An example: a landlord wanted to make it so that their tenants wouldn't throw keg parties (can you tell that we are in a college town?), so the landlord wrote a $500 fee into the lease if there was a keg in the apartment. This backfired. The tenants who had massive, obtrusive, keg parties made more at the door than the $500, and therefore were happy(ish) to pay the fee and just keep doing it every weekend. Because it was only a fee, and not a restriction in the lease (like a clause in the lease saying "no keg parties"), the landlord couldn't issue an eviction notice for the parties and restrict their tenant's ability to throw the parties. And, the landlord in this situation had rights all along to charge for any damages done by the party.

So, an alternative is this: put a clause in the lease restricting the activity you wish to discourage (along the lines of: "no keg parties"). You could add a clause saying that those who throw keg parties will be charged for damages done as a result (which is true whether or not you put a clause like that into the lease). This allows a landlord to issue an eviction notice for the behavior they don't like (unauthorized pets, keg parties, whatever it is for you), and still charge for damages as a result of those activities. 


One more thing

Normally, the terms of a contract are developed together through negotiation by all impacted parties. But, that doesn't really happen in tenant-landlord law. Contractually, there's a power differential, in which the landlord decides on the terms, and the tenant doesn't usually negotiate, but instead, simply accepts or rejects the contract in full. As a result, a legal thought process called "contra proferentem" comes into play.
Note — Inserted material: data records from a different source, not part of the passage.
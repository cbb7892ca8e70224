/*
 * Copyright 2010 ZXing authors
 *
 * Licensed under the Apache License, Version 2.0 (the "License");
 * you may not use this file except in compliance with the License.
 * You may obtain a copy of the License at
 *
 *      http://www.apache.org/licenses/LICENSE-2.0
 *
 * Unless required by applicable law or agreed to in writing, software
 * distributed under the License is distributed on an "AS IS" BASIS,
 * WITHOUT WARRANTIES OR CONDITIONS OF ANY KIND, either express or implied.
 * See the License for the specific language governing permissions and
 * limitations under the License.
 */

//! An Aztec Code reader: bullseye detection, mode-message parsing,
//! Reed-Solomon correction, and bit-stream decoding.

pub mod decoder;
pub mod detector;

mod aztec_reader;

pub use aztec_reader::AztecReader;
Contra proferentem is a latin term to indicate that courts should interpret "ambiguous [contract] language "most strongly" against the maker or drafter." Moran v. Shern, 60 Wis.2d 39, 49, 208 N.W.2d 348 (1973). The rule is often applied to "aid a party whose bargaining power was less than that of the draftsperson." 5 Corbin, Corbin on Contracts §§ 24.27, at 292 (Kniffen & Perillo ed. 1998). 

When looking at something like fees, there are different ways to interpret the language in a lease. However, because of the legal concept of "contra proferentem," we need to read ambiguous language in a way that benefits the tenant, since the tenant did not draft the contract itself - the landlord did.


I know I already said this, but: it's really important that you know that we are not attorneys, and that this isn't legal advice. If what we've written here doesn't sound right to you, talk about it with someone you trust. For help finding an attorney, check out our attorney referral list.